THE TASK ▸
Pick out each line below containing "derive".
▬▬▬▬▬▬
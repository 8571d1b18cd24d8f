//! Successor resolution for manifest graphs
//!
//! Maps a descriptor to its direct children by interpreting the manifest
//! dialect named by its media type. Resolution never recurses; walking
//! the graph is the copy orchestrator's job.

use crate::content::manifest::{ArtifactManifest, ImageManifest, Index};
use crate::content::media_type::Dialect;
use crate::content::{read_all, Descriptor};
use crate::error::{OrcaError, OrcaResult};
use crate::target::Storage;
use serde::de::DeserializeOwned;
use tracing::trace;

/// Why a node appears in a plan
#[derive(Debug, Clone, Copy, PartialEq, Eq)]
pub enum NodeRole {
    /// Image or artifact configuration blob
    Config,
    /// Layer or artifact blob
    Layer,
    /// Manifest listed by an index
    IndexMember,
}

/// A node of the copy plan
#[derive(Debug, Clone, PartialEq)]
pub struct PlanNode {
    pub descriptor: Descriptor,
    pub role: NodeRole,
}

/// Direct children of a node, with the subject kept apart
#[derive(Debug, Clone, Default, PartialEq)]
pub struct Successors {
    pub children: Vec<PlanNode>,
    pub subject: Option<Descriptor>,
}

impl Successors {
    pub fn is_empty(&self) -> bool {
        self.children.is_empty() && self.subject.is_none()
    }

    /// Child descriptors in document order
    pub fn descriptors(&self) -> Vec<Descriptor> {
        self.children.iter().map(|n| n.descriptor.clone()).collect()
    }

    fn from_children(
        children: impl IntoIterator<Item = (Descriptor, NodeRole)>,
        subject: Option<Descriptor>,
    ) -> Self {
        Self {
            children: children
                .into_iter()
                .map(|(descriptor, role)| PlanNode { descriptor, role })
                .collect(),
            subject,
        }
    }
}

fn parse<T: DeserializeOwned>(desc: &Descriptor, content: &[u8]) -> OrcaResult<T> {
    serde_json::from_slice(content).map_err(|e| OrcaError::ManifestParse {
        digest: desc.digest.to_string(),
        reason: e.to_string(),
    })
}

/// Resolve successors from already-fetched manifest bytes
pub fn parse_successors(desc: &Descriptor, content: &[u8]) -> OrcaResult<Successors> {
    let dialect = desc.dialect();
    if !dialect.is_manifest() {
        return Ok(Successors::default());
    }
    if content.is_empty() {
        return Err(OrcaError::EmptyContent(desc.digest.to_string()));
    }

    let successors = match dialect {
        Dialect::DockerManifest | Dialect::OciManifest => {
            let manifest: ImageManifest = parse(desc, content)?;
            let config = std::iter::once((manifest.config, NodeRole::Config));
            let layers = manifest.layers.into_iter().map(|l| (l, NodeRole::Layer));
            Successors::from_children(config.chain(layers), manifest.subject)
        }
        Dialect::OciArtifactManifest => {
            let manifest: ArtifactManifest = parse(desc, content)?;
            let blobs = manifest.blobs.into_iter().map(|b| (b, NodeRole::Layer));
            Successors::from_children(blobs, manifest.subject)
        }
        Dialect::OciIndex | Dialect::DockerManifestList => {
            let index: Index = parse(desc, content)?;
            let members = index
                .manifests
                .into_iter()
                .map(|m| (m, NodeRole::IndexMember));
            Successors::from_children(members, index.subject)
        }
        Dialect::Blob => Successors::default(),
    };

    trace!(
        digest = %desc.digest,
        children = successors.children.len(),
        has_subject = successors.subject.is_some(),
        "Resolved successors"
    );
    Ok(successors)
}

/// Fetch a node and resolve its successors.
///
/// Opaque blobs have no successors and are not fetched.
pub async fn successors(storage: &dyn Storage, desc: &Descriptor) -> OrcaResult<Successors> {
    if !desc.is_manifest() {
        return Ok(Successors::default());
    }
    let reader = storage.fetch(desc).await?;
    let content = read_all(reader, desc).await?;
    parse_successors(desc, &content)
}

#[cfg(test)]
mod tests {
    use super::*;
    use crate::content::media_type;
    use crate::target::MemoryStore;
    use bytes::Bytes;

    const CONFIG: &str = "sha256:b5b2b2c507a0944348e0303114d8d93aaaa081732b86451d9bce1f432a537bc7";
    const LAYER1: &str = "sha256:9834876dcfb05cb167a5c24953eba58c4ac89b1adf57f28f2f9d09af107ee8f0";
    const LAYER2: &str = "sha256:3e23e8160039594a33894f6564e1b1348bbd7a0088d42c4acb73eeaed59c009d";
    const SUBJECT: &str = "sha256:2e7d2c03a9507ae265ecf5b5356885a53393a2029d241394997265a1a25aefc6";

    fn image_manifest_json(with_subject: bool) -> String {
        let subject = if with_subject {
            format!(
                r#","subject":{{"mediaType":"{}","digest":"{SUBJECT}","size":10}}"#,
                media_type::OCI_MANIFEST
            )
        } else {
            String::new()
        };
        format!(
            r#"{{"schemaVersion":2,"mediaType":"{}","config":{{"mediaType":"{}","digest":"{CONFIG}","size":2}},"layers":[{{"mediaType":"{}","digest":"{LAYER1}","size":3}},{{"mediaType":"{}","digest":"{LAYER2}","size":4}}]{subject}}}"#,
            media_type::OCI_MANIFEST,
            media_type::OCI_CONFIG,
            media_type::OCI_LAYER,
            media_type::OCI_LAYER,
        )
    }

    #[test]
    fn image_manifest_children_in_order() {
        let json = image_manifest_json(true);
        let desc = Descriptor::from_bytes(media_type::OCI_MANIFEST, json.as_bytes());
        let succ = parse_successors(&desc, json.as_bytes()).unwrap();

        let digests: Vec<String> = succ
            .descriptors()
            .iter()
            .map(|d| d.digest.to_string())
            .collect();
        assert_eq!(digests, vec![CONFIG, LAYER1, LAYER2]);
        assert_eq!(succ.children[0].role, NodeRole::Config);
        assert_eq!(succ.children[2].role, NodeRole::Layer);
        assert_eq!(succ.subject.unwrap().digest.to_string(), SUBJECT);
    }

    #[test]
    fn image_manifest_without_subject() {
        let json = image_manifest_json(false);
        let desc = Descriptor::from_bytes(media_type::OCI_MANIFEST, json.as_bytes());
        let succ = parse_successors(&desc, json.as_bytes()).unwrap();
        assert_eq!(succ.children.len(), 3);
        assert!(succ.subject.is_none());
    }

    #[test]
    fn docker_manifest_uses_image_shape() {
        let json = image_manifest_json(false);
        let desc = Descriptor::from_bytes(media_type::DOCKER_MANIFEST, json.as_bytes());
        let succ = parse_successors(&desc, json.as_bytes()).unwrap();
        assert_eq!(succ.children.len(), 3);
    }

    #[test]
    fn artifact_manifest_blobs() {
        let json = format!(
            r#"{{"mediaType":"{}","artifactType":"application/vnd.example.sbom","blobs":[{{"mediaType":"application/json","digest":"{LAYER1}","size":3}}],"subject":{{"mediaType":"{}","digest":"{SUBJECT}","size":10}}}}"#,
            media_type::OCI_ARTIFACT_MANIFEST,
            media_type::OCI_MANIFEST
        );
        let desc = Descriptor::from_bytes(media_type::OCI_ARTIFACT_MANIFEST, json.as_bytes());
        let succ = parse_successors(&desc, json.as_bytes()).unwrap();
        assert_eq!(succ.children.len(), 1);
        assert_eq!(succ.children[0].descriptor.digest.to_string(), LAYER1);
        assert!(succ.subject.is_some());
    }

    #[test]
    fn index_members() {
        let json = format!(
            r#"{{"schemaVersion":2,"mediaType":"{}","manifests":[{{"mediaType":"{}","digest":"{LAYER1}","size":3,"platform":{{"architecture":"amd64","os":"linux"}}}},{{"mediaType":"{}","digest":"{LAYER2}","size":4}}]}}"#,
            media_type::OCI_INDEX,
            media_type::OCI_MANIFEST,
            media_type::OCI_MANIFEST
        );
        let desc = Descriptor::from_bytes(media_type::OCI_INDEX, json.as_bytes());
        let succ = parse_successors(&desc, json.as_bytes()).unwrap();
        assert_eq!(succ.children.len(), 2);
        assert!(succ
            .children
            .iter()
            .all(|n| n.role == NodeRole::IndexMember));
    }

    #[test]
    fn opaque_blob_has_no_children() {
        let desc = Descriptor::from_bytes("application/octet-stream", b"{}");
        assert!(parse_successors(&desc, b"{}").unwrap().is_empty());
    }

    #[test]
    fn malformed_manifest_is_error() {
        let desc = Descriptor::from_bytes(media_type::OCI_MANIFEST, b"{not json");
        let err = parse_successors(&desc, b"{not json").unwrap_err();
        assert!(matches!(err, OrcaError::ManifestParse { .. }));
    }

    #[test]
    fn empty_manifest_is_error() {
        let desc = Descriptor::from_bytes(media_type::OCI_MANIFEST, b"");
        let err = parse_successors(&desc, b"").unwrap_err();
        assert!(matches!(err, OrcaError::EmptyContent(_)));
    }

    #[tokio::test]
    async fn successors_fetches_manifest() {
        let store = MemoryStore::new();
        let json = image_manifest_json(false);
        let desc = Descriptor::from_bytes(media_type::OCI_MANIFEST, json.as_bytes());
        store.put(&desc, Bytes::from(json)).unwrap();

        let succ = successors(&store, &desc).await.unwrap();
        assert_eq!(succ.children.len(), 3);
    }

    #[tokio::test]
    async fn successors_skips_fetch_for_blobs() {
        // Not present in the store: a fetch would fail
        let store = MemoryStore::new();
        let desc = Descriptor::from_bytes(media_type::OCI_LAYER, b"layer");
        assert!(successors(&store, &desc).await.unwrap().is_empty());
    }
}
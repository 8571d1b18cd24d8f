//! Media types understood by the successor resolver

pub const OCI_MANIFEST: &str = "application/vnd.oci.image.manifest.v1+json";
pub const OCI_INDEX: &str = "application/vnd.oci.image.index.v1+json";
pub const OCI_ARTIFACT_MANIFEST: &str = "application/vnd.oci.artifact.manifest.v1+json";
pub const OCI_CONFIG: &str = "application/vnd.oci.image.config.v1+json";
pub const OCI_EMPTY: &str = "application/vnd.oci.empty.v1+json";
pub const OCI_LAYER: &str = "application/vnd.oci.image.layer.v1.tar";

pub const DOCKER_MANIFEST: &str = "application/vnd.docker.distribution.manifest.v2+json";
pub const DOCKER_MANIFEST_LIST: &str = "application/vnd.docker.distribution.manifest.list.v2+json";

/// Default media type for files pushed without an explicit type
pub const DEFAULT_BLOB: &str = "application/vnd.oci.image.layer.v1.tar";

/// Manifest dialect selected by media type
#[derive(Debug, Clone, Copy, PartialEq, Eq)]
pub enum Dialect {
    DockerManifest,
    DockerManifestList,
    OciManifest,
    OciIndex,
    OciArtifactManifest,
    /// Anything else: an opaque blob
    Blob,
}

impl Dialect {
    pub fn of(media_type: &str) -> Self {
        match media_type {
            DOCKER_MANIFEST => Self::DockerManifest,
            DOCKER_MANIFEST_LIST => Self::DockerManifestList,
            OCI_MANIFEST => Self::OciManifest,
            OCI_INDEX => Self::OciIndex,
            OCI_ARTIFACT_MANIFEST => Self::OciArtifactManifest,
            _ => Self::Blob,
        }
    }

    pub fn is_manifest(&self) -> bool {
        !matches!(self, Self::Blob)
    }

    pub fn is_index(&self) -> bool {
        matches!(self, Self::OciIndex | Self::DockerManifestList)
    }
}

#[cfg(test)]
mod tests {
    use super::*;

    #[test]
    fn dialect_selection() {
        assert_eq!(Dialect::of(OCI_MANIFEST), Dialect::OciManifest);
        assert_eq!(Dialect::of(DOCKER_MANIFEST_LIST), Dialect::DockerManifestList);
        assert_eq!(Dialect::of("application/json"), Dialect::Blob);
        assert!(Dialect::of(OCI_INDEX).is_index());
        assert!(!Dialect::of(OCI_LAYER).is_manifest());
    }
}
▬▬▬▬▬▬
TASK ANSWER ▸
#[derive(Debug, Clone, Copy, PartialEq, Eq)]
#[derive(Debug, Clone, PartialEq)]
#[derive(Debug, Clone, Default, PartialEq)]
#[derive(Debug, Clone, Copy, PartialEq, Eq)]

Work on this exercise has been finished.